The Four Temperaments 1 comment


What are the four temperaments?

We believe the sixteen types can be divided into four distinct temperaments. These are similar to the historical temperaments. There are the melancholics, which we call the leader types, the sanguine types, which we call the explorers, the choleric types, that we call executives, and then the phlegmatic types, which we call the advisors. You’ve probably met them when working on a group project. The scattered brainstormer with new ideas, the one that takes all the responsibility, the one that keeps discussing everything over and over, and the one that acts like a know-it-all.

temperaments

The Four Temperaments

The Leader (IXXJ)

While traditionally, people have seen leaders as extroverts, increasingly, science suggests introverts are better leaders.

We have found that the primary quality of a leader is to be able to think independently about a situation, without asking or discussing things with others, and to be able to anticipate problems and plan around them before they come up. We believe IXXJs tend to prefer leader roles over the other roles, but they can be forced to adapt to any role, depending on what the others in the group want.

The Explorer (EXXP)

The Explorer is well able to spot and see new things in their environment. Because they’re more open-minded, they see and hear more, and they are able to react quicker to new problems.
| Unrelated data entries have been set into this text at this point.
#[cfg(test)]
mod tests {
    use super::*;
    use crate::errors::TransportError;
    use crate::interfaces::IdNameResolver;
    use crate::store::SqliteStore;
    use crate::test_support::{
        config, listing, requirement, sale, FailingStore, RecordingTransport, ScriptedSource,
        ALERT_CHANNEL, GROUP_A, GROUP_B,
    };
    use async_trait::async_trait;
    use crate::utils::ManualClock;
    use chrono::{Duration, TimeZone};

    struct Fixture {
        service: Arc<StockService>,
        source: Arc<ScriptedSource>,
        store: Arc<SqliteStore>,
        transport: Arc<RecordingTransport>,
        clock: Arc<ManualClock>,
    }

    fn fixture() -> Fixture {
        let clock = Arc::new(ManualClock::new(Utc::now()));
        let source = Arc::new(ScriptedSource::default());
        let store = Arc::new(SqliteStore::open_in_memory().unwrap());
        let transport = Arc::new(RecordingTransport::default());
        let service = Arc::new(StockService::new(
            config().with_notify_interval(std::time::Duration::from_secs(3600)),
            source.clone(),
            store.clone(),
            transport.clone(),
            Arc::new(IdNameResolver),
            clock.clone(),
        ));
        Fixture {
            service,
            source,
            store,
            transport,
            clock,
        }
    }

    fn service_with(
        source: Arc<ScriptedSource>,
        repository: Arc<dyn Repository>,
        resolver: Arc<dyn NameResolver>,
    ) -> StockService {
        StockService::new(
            config(),
            source,
            repository,
            Arc::new(RecordingTransport::default()),
            resolver,
            Arc::new(ManualClock::new(Utc::now())),
        )
    }

    struct PilotNames;

    #[async_trait]
    impl NameResolver for PilotNames {
        async fn resolve_name(&self, id: i64) -> String {
            format!("Pilot {}", id)
        }
    }

    #[tokio::test]
    async fn test_iteration_notifies_once_per_interval() {
        let f = fixture();
        f.store
            .set_requirement("Svipul", &requirement("Svipul", 2, Channel::GroupA))
            .unwrap();
        f.source.set(vec![listing(1, "Svipul", GROUP_A)]);

        let first = f.service.run_iteration().await.unwrap();
        assert_eq!(first.gaps.len(), 1);
        assert_eq!(first.notified, vec!["Svipul".to_string()]);
        assert_eq!(f.transport.sent_count(), 1);
        assert_eq!(f.transport.sent()[0].0, ALERT_CHANNEL);

        let second = f.service.run_iteration().await.unwrap();
        assert_eq!(second.gaps.len(), 1);
        assert!(second.notified.is_empty());
        assert_eq!(f.transport.sent_count(), 1);

        f.clock.advance(Duration::seconds(3601));
        let third = f.service.run_iteration().await.unwrap();
        assert_eq!(third.notified.len(), 1);
        assert_eq!(f.transport.sent_count(), 2);
    }

    #[tokio::test]
    async fn test_failed_delivery_is_retried() {
        let f = fixture();
        f.store
            .set_requirement("Svipul", &requirement("Svipul", 2, Channel::GroupA))
            .unwrap();
        f.transport.set_failing(true);

        let err = f.service.run_iteration().await.unwrap_err();
        assert!(matches!(err, EngineError::Transport(TransportError::Send(_))));
        assert!(f.service.gate().should_notify("Svipul"));

        f.transport.set_failing(false);
        let retried = f.service.run_iteration().await.unwrap();
        assert_eq!(retried.notified, vec!["Svipul".to_string()]);
    }

    #[tokio::test]
    async fn test_iteration_tracks_prices() {
        let f = fixture();
        f.store
            .set_requirement("Svipul", &requirement("Svipul", 1, Channel::GroupB))
            .unwrap();
        let issued = Utc.with_ymd_and_hms(2024, 3, 3, 3, 3, 3).unwrap();
        f.source.set(vec![
            listing(1, "Svipul", GROUP_B),
            sale(2, "Svipul", GROUP_B, 77, 250_000_000, issued),
        ]);

        let outcome = f.service.run_iteration().await.unwrap();

        assert!(outcome.gaps.is_empty());
        assert_eq!(outcome.price_summary.unwrap().recorded, 1);
        let stored = f.store.get_requirement("Svipul").unwrap().unwrap();
        assert_eq!(stored.reference_amount(), 250_000_000);
    }

    #[tokio::test]
    async fn test_set_requirement_and_delete() {
        let f = fixture();
        let outcome = f
            .service
            .handle(Command::SetRequirement {
                name: " Shield Drake ".to_string(),
                required_count: 4,
                channel: Channel::GroupB,
            })
            .await
            .unwrap();
        assert!(matches!(outcome, CommandOutcome::RequirementSet { deleted: false, .. }));
        assert_eq!(
            f.store.get_requirement("Shield Drake").unwrap().unwrap().required_count,
            4
        );

        f.service
            .handle(Command::SetRequirement {
                name: "Shield Drake".to_string(),
                required_count: 0,
                channel: Channel::GroupB,
            })
            .await
            .unwrap();
        assert!(f.store.get_requirement("Shield Drake").unwrap().is_none());
    }

    #[tokio::test]
    async fn test_set_requirement_keeps_reference_price() {
        let f = fixture();
        f.store
            .set_requirement("Svipul", &requirement("Svipul", 2, Channel::GroupA))
            .unwrap();
        f.service
            .handle(Command::SetPrice {
                name: "Svipul".to_string(),
                amount: 95_000_000,
            })
            .await
            .unwrap();
        f.service
            .handle(Command::SetRequirement {
                name: "Svipul".to_string(),
                required_count: 6,
                channel: Channel::GroupA,
            })
            .await
            .unwrap();

        let stored = f.store.get_requirement("Svipul").unwrap().unwrap();
        assert_eq!(stored.required_count, 6);
        assert_eq!(stored.reference_amount(), 95_000_000);
    }

    #[tokio::test]
    async fn test_set_price_unknown_doctrine() {
        let f = fixture();
        let err = f
            .service
            .handle(Command::SetPrice {
                name: "Ghost".to_string(),
                amount: 1,
            })
            .await
            .unwrap_err();
        assert!(matches!(err, EngineError::UnknownDoctrine(ref name) if name == "Ghost"));
        assert!(err.is_user_facing());
    }

    #[tokio::test]
    async fn test_import_rejects_empty_and_replaces() {
        let f = fixture();
        f.store
            .set_requirement("Old", &requirement("Old", 1, Channel::GroupA))
            .unwrap();

        let err = f
            .service
            .handle(Command::ImportRequirements(Vec::new()))
            .await
            .unwrap_err();
        assert!(matches!(err, EngineError::EmptyImport));
        assert!(f.store.get_requirement("Old").unwrap().is_some());

        let outcome = f
            .service
            .handle(Command::ImportRequirements(vec![
                requirement("Svipul", 3, Channel::GroupA),
                requirement("Shield Drake", 2, Channel::GroupB),
            ]))
            .await
            .unwrap();
        assert_eq!(outcome, CommandOutcome::RequirementsImported(2));
        assert!(f.store.get_requirement("Old").unwrap().is_none());

        let CommandOutcome::Requirements(listed) =
            f.service.handle(Command::ListRequirements).await.unwrap()
        else {
            panic!("expected requirement list");
        };
        assert_eq!(listed[0].name, "Shield Drake");
    }

    #[tokio::test]
    async fn test_stock_counts_both_channels() {
        let f = fixture();
        let mut expired = listing(4, "Svipul", GROUP_A);
        expired.date_expired = Utc::now() - Duration::days(1);
        f.source.set(vec![
            listing(1, "Svipul", GROUP_A),
            listing(2, "Svipul", GROUP_B),
            listing(3, "Armor Hurricane", GROUP_B),
            expired,
        ]);

        let outcome = f.service.handle(Command::Stock).await.unwrap();
        assert_eq!(
            outcome,
            CommandOutcome::Stock(vec![
                ("Armor Hurricane".to_string(), 1),
                ("Svipul".to_string(), 2),
            ])
        );
    }

    #[tokio::test]
    async fn test_report_outcome_messages() {
        let f = fixture();
        let CommandOutcome::Missing(report) = f.service.handle(Command::Report).await.unwrap()
        else {
            panic!("expected missing report");
        };
        assert!(report.is_unconfigured());

        let replies = CommandOutcome::Missing(report).to_messages(f.clock.now());
        assert_eq!(replies.len(), 1);
        assert_eq!(replies[0].body, "Nothing configured yet");
    }

    #[tokio::test]
    async fn test_leaderboard_defaults_to_current_month() {
        let f = fixture();
        let now = Utc.with_ymd_and_hms(2024, 7, 15, 12, 0, 0).unwrap();
        f.clock.set(now);
        f.store
            .replace_all_price_observations(&[
                crate::domain::PriceObservation::new("Svipul", now - Duration::days(2), 1, 42, 10),
                crate::domain::PriceObservation::new("Svipul", now - Duration::days(40), 2, 43, 10),
            ])
            .unwrap();

        let CommandOutcome::Leaderboard(board) = f
            .service
            .handle(Command::Leaderboard {
                start: None,
                end: None,
            })
            .await
            .unwrap()
        else {
            panic!("expected leaderboard");
        };
        assert_eq!(board.entries.len(), 1);
        assert_eq!(board.entries[0].issuer_id, 42);
    }

    #[tokio::test]
    async fn test_run_stops_on_shutdown() {
        let f = fixture();
        let (tx, rx) = watch::channel(false);
        let service = f.service.clone();
        let handle = tokio::spawn(async move { service.run(rx).await });

        tokio::time::sleep(std::time::Duration::from_millis(50)).await;
        tx.send(true).unwrap();
        tokio::time::timeout(std::time::Duration::from_secs(5), handle)
            .await
            .unwrap()
            .unwrap();

        assert!(f.source.calls() >= 1);
    }

    #[tokio::test]
    async fn test_blank_requirement_names_rejected() {
        let f = fixture();
        f.store
            .set_requirement("Old", &requirement("Old", 1, Channel::GroupA))
            .unwrap();

        let err = f
            .service
            .handle(Command::SetRequirement {
                name: "   ".to_string(),
                required_count: 3,
                channel: Channel::GroupA,
            })
            .await
            .unwrap_err();
        assert!(matches!(err, EngineError::InvalidRequirement(_)));
        assert!(err.is_user_facing());

        let err = f
            .service
            .handle(Command::ImportRequirements(vec![
                requirement("Svipul", 3, Channel::GroupA),
                requirement(" ", 2, Channel::GroupB),
            ]))
            .await
            .unwrap_err();
        assert!(matches!(err, EngineError::InvalidRequirement(_)));

        let names: Vec<String> = f
            .store
            .list_requirements()
            .unwrap()
            .into_iter()
            .map(|r| r.name)
            .collect();
        assert_eq!(names, vec!["Old"]);
    }

    #[tokio::test]
    async fn test_import_trims_names() {
        let f = fixture();
        f.service
            .handle(Command::ImportRequirements(vec![requirement(
                "  Svipul ",
                3,
                Channel::GroupA,
            )]))
            .await
            .unwrap();
        assert!(f.store.get_requirement("Svipul").unwrap().is_some());
    }

    #[tokio::test]
    async fn test_failed_store_write_keeps_state() {
        let store = Arc::new(SqliteStore::open_in_memory().unwrap());
        let reference = ReferencePrice::new(90_000_000, Utc::now());
        store
            .set_requirement(
                "Svipul",
                &requirement("Svipul", 2, Channel::GroupA).with_reference_price(reference),
            )
            .unwrap();
        let failing = Arc::new(FailingStore::new(store.clone()));
        let service = service_with(
            Arc::new(ScriptedSource::default()),
            failing.clone(),
            Arc::new(IdNameResolver),
        );
        failing.set_failing(true);

        let err = service
            .handle(Command::SetPrice {
                name: "Svipul".to_string(),
                amount: 120_000_000,
            })
            .await
            .unwrap_err();
        assert!(matches!(err, EngineError::Store(_)));
        assert!(!err.is_user_facing());

        let err = service
            .handle(Command::ImportRequirements(vec![requirement(
                "Shield Drake",
                1,
                Channel::GroupB,
            )]))
            .await
            .unwrap_err();
        assert!(matches!(err, EngineError::Store(_)));

        let stored = store.list_requirements().unwrap();
        assert_eq!(stored.len(), 1);
        assert_eq!(stored[0].name, "Svipul");
        assert_eq!(stored[0].reference_price, Some(reference));
    }

    #[tokio::test]
    async fn test_report_full_resolves_alert_issuers() {
        let store = Arc::new(SqliteStore::open_in_memory().unwrap());
        store
            .set_requirement(
                "Svipul",
                &requirement("Svipul", 1, Channel::GroupA)
                    .with_reference_price(ReferencePrice::new(200_000_000, Utc::now())),
            )
            .unwrap();
        let source = Arc::new(ScriptedSource::new(vec![listing(1, "Svipul", GROUP_A)]));
        let service = service_with(source, store, Arc::new(PilotNames));

        let outcome = service.handle(Command::ReportFull).await.unwrap();
        let CommandOutcome::Full(report) = &outcome else {
            panic!("expected full report");
        };
        assert_eq!(report.alerts.len(), 1);
        assert_eq!(report.issuer_name(1001), "Pilot 1001");

        let rendered = outcome.to_messages(Utc::now());
        assert!(rendered
            .iter()
            .any(|m| m.body.contains("issuer Pilot 1001, reason **Price**")));
    }
}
Explorers are besides this adaptive, they solve problems as they come up, and they are well able to improvise even for things they can’t expect. While they prefer to be open and free from responsibility, if they must, they can adjust and take on other roles.

The Executive (EXXJ)

Another extrovert is the executive. The executive plans ahead and anticipates problems in their immediate situation. They’re attentive to the group and to what others say. They involve everyone in their decisions. They’re good for overcoming obstacles on the way to their plans. They are proactive and push forward without holding back. While they like to be the drivers, pushing the group forward, they can take on other roles if they must.

The Advisors (IXXP)

These introverts fill the role of experts, they often think deeply about problems in their environment. They study their area rigurously, mastering all the routines. They reflect on bad habits, inefficient routines, and they try to come up with better ways to do things. They’re good at solving problems on the spot and respond better to distractions, and they think before they act.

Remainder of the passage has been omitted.